Example 18.1 In a sample of 100 U.S. adults, we have data on their coronary heart disease (CHD) status and age (in years). These are plotted in Figure 18.1. Figure 18.1: Plot of raw CHD data. Note that some points are overlapping here.

Table 18.1: Proportion of CHD cases in five-year age bands.
Age Group Proportion CHD
[17.5,22.5] 0.000
(22.5,27.5] 0.167
(27.5,32.5] 0.091
(32.5,37.5] 0.200
(37.5,42.5] 0.250
(42.5,47.5] 0.429
(47.5,52.5] 0.455
(52.5,57.5] 0.800
(57.5,62.5] 0.800
(62.5,67.5] 0.750
(67.5,72.5] 1.000

How can we model this data?

• For an individual, we observe $$CHD = 1$$ or $$CHD = 0$$.
• Let $$p(x)$$ denote the probability that $$CHD = 1$$ for someone of age $$x$$:

$p(x) = P(CHD = 1 | Age = x)$

What about $$p(x) = \beta_0 + \beta_1 x$$? Figure 18.2: A simple linear regression line fit to the CHD data. Red dots show the average rates for five-year age bins.

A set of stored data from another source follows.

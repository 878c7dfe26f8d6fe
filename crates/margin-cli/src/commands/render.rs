use std::path::Path;
use std::sync::Arc;

use margin_core::anchor::{heal_channel, HealWorker};
use margin_core::render::{
    OverlayRenderer, RenderReport, RenderSession, RenderStrategy, SpanBoxLayout,
};

use crate::commands::common::{emit, load_source, open_stores, CliContext};
use crate::error::CliError;

pub async fn run_render(
    ctx: &CliContext,
    material_id: &str,
    source_path: &Path,
    strategy: Option<RenderStrategy>,
    output_path: Option<&Path>,
) -> Result<(), CliError> {
    let (rendered, report) = render_material(ctx, material_id, source_path, strategy).await?;
    emit(&rendered, output_path)?;
    eprintln!(
        "{} rendered, {} unrenderable, {} healed",
        report.rendered.len(),
        report.unrenderable.len(),
        report.healed.len()
    );
    Ok(())
}

/// Paint the stored highlights of `material_id` over `source_path` and persist
/// any anchors that had to be relocated.
pub async fn render_material(
    ctx: &CliContext,
    material_id: &str,
    source_path: &Path,
    strategy: Option<RenderStrategy>,
) -> Result<(String, RenderReport), CliError> {
    let source = load_source(source_path)?;
    let stores = open_stores(ctx)?;
    let highlights = stores
        .shared
        .get_for_material(&ctx.user_id, material_id)
        .await?;

    let (sender, receiver) = heal_channel();
    let mut session = RenderSession::from_config(&ctx.config).with_heal_queue(sender);
    session.load_material(material_id);
    let mut worker = HealWorker::new(Arc::clone(&stores.shared), session.epoch(), receiver);

    let strategy = strategy.unwrap_or(if source.text_layer {
        RenderStrategy::Overlay
    } else {
        RenderStrategy::Wrap
    });
    let mut doc = source.document;
    let root = doc.root();
    let (rendered, report) = match strategy {
        RenderStrategy::Wrap => {
            let report = session.render_wrapped(&mut doc, root, &highlights);
            (doc.inner_html(root), report)
        }
        RenderStrategy::Overlay => {
            let renderer = OverlayRenderer::new(SpanBoxLayout);
            let (layer, report) = session.render_overlay(&doc, root, &highlights, &renderer);
            (format!("{}\n{}", doc.outer_html(root), layer.to_html()), report)
        }
    };

    let healed = worker.drain().await;
    tracing::info!(
        "Rendered {} of {} highlights on {material_id} ({strategy}); healed {healed}",
        report.rendered.len(),
        highlights.len()
    );
    Ok((rendered, report))
}
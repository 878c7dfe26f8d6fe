use std::env;
use std::io::{self, IsTerminal};
use std::path::{Path, PathBuf};
use std::process::Command;
use std::sync::Arc;
use std::time::{SystemTime, UNIX_EPOCH};

use chrono::{DateTime, Utc};
use margin_core::config::MarginConfig;
use margin_core::device::FileDeviceIdProvider;
use margin_core::document::{Document, TextLayerPage};
use margin_core::store::{HighlightStore, HttpRemoteStore, LocalHighlightStore, SyncedHighlightStore};
use margin_core::util::{char_len, char_slice, collapse_whitespace, normalize_text_option};
use margin_core::{Highlight, HighlightId};
use serde::Serialize;

use crate::error::CliError;

pub const USER_ENV: &str = "MARGIN_USER";
pub const DB_PATH_ENV: &str = "MARGIN_DB_PATH";
const DEFAULT_USER: &str = "local";

/// Settings every command runs with, resolved once from flags, env, and config.
#[derive(Debug, Clone)]
pub struct CliContext {
    pub config: MarginConfig,
    pub user_id: String,
    pub db_path: PathBuf,
}

impl CliContext {
    pub fn resolve(
        config_path: Option<&Path>,
        cli_db_path: Option<PathBuf>,
        cli_user: Option<String>,
    ) -> Result<Self, CliError> {
        let config_path = config_path.map_or_else(default_config_path, |path| Ok(path.to_path_buf()))?;
        let config = MarginConfig::load(&config_path)?;
        let db_path = resolve_db_path(cli_db_path, &config)?;
        Ok(Self {
            config,
            user_id: resolve_user(cli_user),
            db_path,
        })
    }

    /// Device id lives next to the database so each replica keeps its own.
    pub fn device_id_path(&self) -> PathBuf {
        self.db_path.with_file_name("device_id")
    }
}

/// Local store plus the store commands should write through.
pub struct Stores {
    pub local: LocalHighlightStore,
    pub shared: Arc<dyn HighlightStore>,
}

#[derive(Debug, Serialize)]
pub struct HighlightListItem {
    pub id: String,
    pub material_id: String,
    pub color: String,
    pub preview: String,
    pub text: String,
    #[serde(skip_serializing_if = "Option::is_none")]
    pub page: Option<u32>,
    #[serde(skip_serializing_if = "Option::is_none")]
    pub question_id: Option<String>,
    #[serde(skip_serializing_if = "Option::is_none")]
    pub note: Option<String>,
    pub updated_at: String,
    pub relative_time: String,
}

/// A parsed source file and whether it was a positioned text layer.
pub struct LoadedSource {
    pub document: Document,
    pub text_layer: bool,
}

pub fn resolve_user(cli_user: Option<String>) -> String {
    cli_user
        .or_else(|| env::var(USER_ENV).ok())
        .and_then(|user| normalize_text_option(Some(user)))
        .unwrap_or_else(|| DEFAULT_USER.to_string())
}

pub fn resolve_db_path(
    cli_db_path: Option<PathBuf>,
    config: &MarginConfig,
) -> Result<PathBuf, CliError> {
    if let Some(path) = cli_db_path.or_else(|| env::var_os(DB_PATH_ENV).map(PathBuf::from)) {
        return Ok(path);
    }
    Ok(data_dir(config)?.join("margin.db"))
}

fn data_dir(config: &MarginConfig) -> Result<PathBuf, CliError> {
    config
        .data_dir
        .clone()
        .or_else(|| dirs::data_dir().map(|dir| dir.join("margin")))
        .ok_or(CliError::NoDataDir)
}

fn default_config_path() -> Result<PathBuf, CliError> {
    dirs::config_dir()
        .map(|dir| dir.join("margin").join("config.json"))
        .ok_or_else(|| {
            CliError::Core(margin_core::Error::Config(
                "no config directory; pass --config".to_string(),
            ))
        })
}

pub fn open_local_store(ctx: &CliContext) -> Result<LocalHighlightStore, CliError> {
    let device = FileDeviceIdProvider::load_or_create(ctx.device_id_path())?;
    Ok(LocalHighlightStore::open(ctx.db_path.clone(), Arc::new(device))?)
}

pub fn open_synced_store(
    ctx: &CliContext,
) -> Result<SyncedHighlightStore<HttpRemoteStore>, CliError> {
    let Some(endpoint) = ctx.config.sync_endpoint.as_deref() else {
        return Err(CliError::SyncNotConfigured);
    };
    let remote = HttpRemoteStore::new(endpoint, ctx.config.sync_timeout())?;
    Ok(
        SyncedHighlightStore::new(open_local_store(ctx)?, Arc::new(remote))
            .with_poll_interval(ctx.config.sync_poll_interval()),
    )
}

/// Open the store for `ctx`, writing through to the remote when sync is configured.
pub fn open_stores(ctx: &CliContext) -> Result<Stores, CliError> {
    if let Some(endpoint) = &ctx.config.sync_endpoint {
        let synced = open_synced_store(ctx)?;
        tracing::debug!("Writing through to {endpoint}");
        return Ok(Stores {
            local: synced.local().clone(),
            shared: Arc::new(synced),
        });
    }

    let local = open_local_store(ctx)?;
    Ok(Stores {
        shared: Arc::new(local.clone()),
        local,
    })
}

/// Highlights of the current user, optionally limited to one material.
pub async fn list_highlights(
    stores: &Stores,
    user_id: &str,
    material_id: Option<&str>,
) -> Result<Vec<Highlight>, CliError> {
    match material_id {
        Some(material_id) => Ok(stores.shared.get_for_material(user_id, material_id).await?),
        None => Ok(stores.local.list_for_user(user_id).await?),
    }
}

/// Read an HTML file, or a text layer when the file is JSON.
pub fn load_source(path: &Path) -> Result<LoadedSource, CliError> {
    let payload = std::fs::read_to_string(path)?;
    let is_json = path
        .extension()
        .is_some_and(|extension| extension.eq_ignore_ascii_case("json"));

    if is_json {
        let pages: Vec<TextLayerPage> = serde_json::from_str(&payload)?;
        Ok(LoadedSource {
            document: Document::from_text_layer(&pages),
            text_layer: true,
        })
    } else {
        Ok(LoadedSource {
            document: Document::from_html(&payload),
            text_layer: false,
        })
    }
}

pub async fn resolve_highlight(
    query: &str,
    stores: &Stores,
    user_id: &str,
) -> Result<Highlight, CliError> {
    if let Some(highlight) = stores.local.get(&HighlightId::from(query)).await? {
        if highlight.user_id == user_id {
            return Ok(highlight);
        }
    }

    let mut matching = stores
        .local
        .list_for_user(user_id)
        .await?
        .into_iter()
        .filter(|highlight| highlight.id.as_str().starts_with(query))
        .collect::<Vec<_>>();

    match matching.len() {
        0 => Err(CliError::HighlightNotFound(query.to_string())),
        1 => Ok(matching.remove(0)),
        _ => {
            let options = matching
                .iter()
                .take(3)
                .map(|highlight| highlight.id.to_string())
                .collect::<Vec<_>>()
                .join(", ");

            Err(CliError::AmbiguousHighlightId(format!(
                "ID prefix '{query}' is ambiguous; matches: {options}"
            )))
        }
    }
}

pub fn format_highlight_lines(highlights: &[Highlight]) -> Vec<String> {
    let now_ms = Utc::now().timestamp_millis();
    highlights
        .iter()
        .map(|highlight| {
            let preview = quote_preview(&highlight.text, 40);
            let relative_time = format_relative_time(&highlight.updated_at, now_ms);
            let marker = if highlight.note.is_some() { "  [note]" } else { "" };
            format!(
                "{}  {:<6}  {preview:<40}  {relative_time}{marker}",
                highlight.id,
                highlight.color.as_str()
            )
        })
        .collect()
}

pub fn highlight_to_list_item(highlight: &Highlight) -> HighlightListItem {
    let now_ms = Utc::now().timestamp_millis();
    HighlightListItem {
        id: highlight.id.to_string(),
        material_id: highlight.material_id.clone(),
        color: highlight.color.to_string(),
        preview: quote_preview(&highlight.text, 80),
        text: highlight.text.clone(),
        page: highlight.anchor.page_number,
        question_id: highlight.related_question_id.clone(),
        note: highlight.note.as_ref().map(|note| note.content.clone()),
        updated_at: highlight.updated_at.clone(),
        relative_time: format_relative_time(&highlight.updated_at, now_ms),
    }
}

/// Single-line preview of a quote, cut to `max_chars` with an ellipsis.
pub fn quote_preview(text: &str, max_chars: usize) -> String {
    let collapsed = collapse_whitespace(text);
    if char_len(&collapsed) <= max_chars {
        return collapsed;
    }
    format!("{}...", char_slice(&collapsed, 0, max_chars.saturating_sub(3)))
}

const MINUTE_MS: i64 = 60_000;
const HOUR_MS: i64 = 60 * MINUTE_MS;
const DAY_MS: i64 = 24 * HOUR_MS;

/// Largest unit first.
const RELATIVE_UNITS: [(i64, &str); 6] = [
    (365 * DAY_MS, "y"),
    (30 * DAY_MS, "mo"),
    (7 * DAY_MS, "w"),
    (DAY_MS, "d"),
    (HOUR_MS, "h"),
    (MINUTE_MS, "m"),
];

/// Age of an ISO timestamp relative to `now_ms`; unparseable input is echoed back.
pub fn format_relative_time(timestamp: &str, now_ms: i64) -> String {
    let Ok(parsed) = DateTime::parse_from_rfc3339(timestamp) else {
        return timestamp.to_string();
    };
    let elapsed = now_ms.saturating_sub(parsed.timestamp_millis());
    RELATIVE_UNITS
        .iter()
        .find(|(unit, _)| elapsed >= *unit)
        .map_or_else(
            || "just now".to_string(),
            |(unit, suffix)| format!("{}{suffix} ago", elapsed / unit),
        )
}

pub fn resolve_note_content(content_parts: &[String], initial: &str) -> Result<String, CliError> {
    if let Some(content) = normalize_text_option(Some(content_parts.join(" "))) {
        return Ok(content);
    }

    if let Some(content) = read_piped_stdin()? {
        return Ok(content);
    }

    if let Some(content) = capture_editor_input_with_initial(initial)? {
        return Ok(content);
    }

    Err(CliError::EmptyNote)
}

pub fn normalize_highlight_identifier(id: &str) -> Result<String, CliError> {
    let trimmed = id.trim();
    if trimmed.is_empty() {
        Err(CliError::EmptyHighlightId)
    } else {
        Ok(trimmed.to_string())
    }
}

/// Note text piped on stdin; `None` when stdin is a terminal or blank.
pub fn read_piped_stdin() -> Result<Option<String>, CliError> {
    let stdin = io::stdin();
    if stdin.is_terminal() {
        return Ok(None);
    }
    Ok(normalize_text_option(Some(io::read_to_string(stdin.lock())?)))
}

/// Open the editor on a temp file seeded with `initial_content` and return
/// what was saved.
pub fn capture_editor_input_with_initial(
    initial_content: &str,
) -> Result<Option<String>, CliError> {
    let editor = preferred_editor();
    let temp_file = create_temp_note_file_path();
    std::fs::write(&temp_file, initial_content)?;

    let launched = launch_editor(&editor, &temp_file);
    let saved = std::fs::read_to_string(&temp_file);
    let _ = std::fs::remove_file(&temp_file);

    launched?;
    Ok(normalize_text_option(Some(saved?)))
}

/// Run `editor` on `file_path`. Commands such as `code --wait` are split on
/// whitespace when no program by the full name exists.
pub fn launch_editor(editor: &str, file_path: &Path) -> Result<(), CliError> {
    let status = match Command::new(editor).arg(file_path).status() {
        Err(error) if error.kind() == io::ErrorKind::NotFound => {
            let mut parts = editor.split_whitespace();
            let program = parts
                .next()
                .ok_or_else(|| CliError::EditorFailed("empty EDITOR command".into()))?;
            Command::new(program).args(parts).arg(file_path).status()?
        }
        result => result?,
    };

    if status.success() {
        Ok(())
    } else {
        Err(CliError::EditorFailed(format!(
            "`{editor}` exited with status {status}"
        )))
    }
}

/// `$VISUAL`, then `$EDITOR`, ignoring blank values.
pub fn preferred_editor() -> String {
    ["VISUAL", "EDITOR"]
        .into_iter()
        .find_map(|key| normalize_text_option(env::var(key).ok()))
        .unwrap_or_else(|| default_editor().to_string())
}

pub const fn default_editor() -> &'static str {
    if cfg!(windows) {
        "notepad"
    } else {
        "vi"
    }
}

fn create_temp_note_file_path() -> PathBuf {
    let now = SystemTime::now()
        .duration_since(UNIX_EPOCH)
        .map_or(0, |duration| duration.as_nanos());
    env::temp_dir().join(format!("margin-note-{}-{now}.md", std::process::id()))
}

/// Write `rendered` to `output_path`, or stdout when none is given.
pub fn emit(rendered: &str, output_path: Option<&Path>) -> Result<(), CliError> {
    if let Some(path) = output_path {
        std::fs::write(path, rendered)?;
        println!("{}", path.display());
    } else {
        println!("{rendered}");
    }
    Ok(())
}
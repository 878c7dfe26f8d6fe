use std::io::{self, Write};
use std::path::Path;

use clap::CommandFactory;
use clap_complete::aot::Generator;
use clap_complete::{generate, shells};

use crate::cli::{Cli, CompletionShell};
use crate::error::CliError;

pub fn run_completions(shell: CompletionShell, output_path: Option<&Path>) -> Result<(), CliError> {
    let mut command = Cli::command();
    let mut buffer = Vec::new();
    match shell {
        CompletionShell::Bash => generate_for_shell(shells::Bash, &mut command, &mut buffer),
        CompletionShell::Zsh => generate_for_shell(shells::Zsh, &mut command, &mut buffer),
        CompletionShell::Fish => generate_for_shell(shells::Fish, &mut command, &mut buffer),
    }

    if let Some(path) = output_path {
        std::fs::write(path, &buffer)?;
        println!("{}", path.display());
    } else {
        io::stdout().write_all(&buffer)?;
    }

    Ok(())
}

fn generate_for_shell<G: Generator>(
    generator: G,
    command: &mut clap::Command,
    buffer: &mut Vec<u8>,
) {
    generate(generator, command, "margin", buffer);
}
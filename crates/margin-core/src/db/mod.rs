//! Database layer for Margin

mod connection;
mod migrations;
mod outbox_repository;
mod repository;

pub use connection::Database;
pub use outbox_repository::{OutboxEntry, OutboxOp, OutboxRepository, SqliteOutboxRepository};
pub use repository::{require, HighlightRepository, SqliteHighlightRepository};
//! Device identity used to key version vectors.

use std::path::{Path, PathBuf};

use uuid::Uuid;

use crate::util::normalize_text_option;
use crate::Result;

/// Source of the current device's stable identifier.
pub trait DeviceIdProvider: Send + Sync {
    fn device_id(&self) -> &str;
}

/// Fixed device id, for tests and embedding.
#[derive(Debug, Clone, PartialEq, Eq)]
pub struct StaticDeviceId(String);

impl StaticDeviceId {
    pub fn new(device_id: impl Into<String>) -> Self {
        Self(device_id.into())
    }
}

impl DeviceIdProvider for StaticDeviceId {
    fn device_id(&self) -> &str {
        &self.0
    }
}

/// Device id generated once and cached on disk.
#[derive(Debug, Clone)]
pub struct FileDeviceIdProvider {
    device_id: String,
    path: PathBuf,
}

impl FileDeviceIdProvider {
    /// Read the id stored at `path`, generating and writing a new one when the
    /// file is missing or empty.
    pub fn load_or_create(path: impl Into<PathBuf>) -> Result<Self> {
        let path = path.into();
        let existing = match std::fs::read_to_string(&path) {
            Ok(contents) => normalize_text_option(Some(contents)),
            Err(error) if error.kind() == std::io::ErrorKind::NotFound => None,
            Err(error) => return Err(error.into()),
        };

        let device_id = if let Some(device_id) = existing {
            device_id
        } else {
            let device_id = Uuid::now_v7().to_string();
            if let Some(parent) = path.parent() {
                std::fs::create_dir_all(parent)?;
            }
            std::fs::write(&path, &device_id)?;
            tracing::info!("Generated device id at {}", path.display());
            device_id
        };

        Ok(Self { device_id, path })
    }

    pub fn path(&self) -> &Path {
        &self.path
    }
}

impl DeviceIdProvider for FileDeviceIdProvider {
    fn device_id(&self) -> &str {
        &self.device_id
    }
}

The regression line in Figure 18.2 extends beyond the range of the data, giving nonsensical values below 25 years of age and above 70 years of age.

In settings like Example 18.1, it is no longer appropriate to fit a straight line through the data. Instead, we need a model that accommodate the limited range of outcome points (between 0 and 1) while still allowing for fitted values to differ by age (the predictor variable).

The key to doing this is the logistic function.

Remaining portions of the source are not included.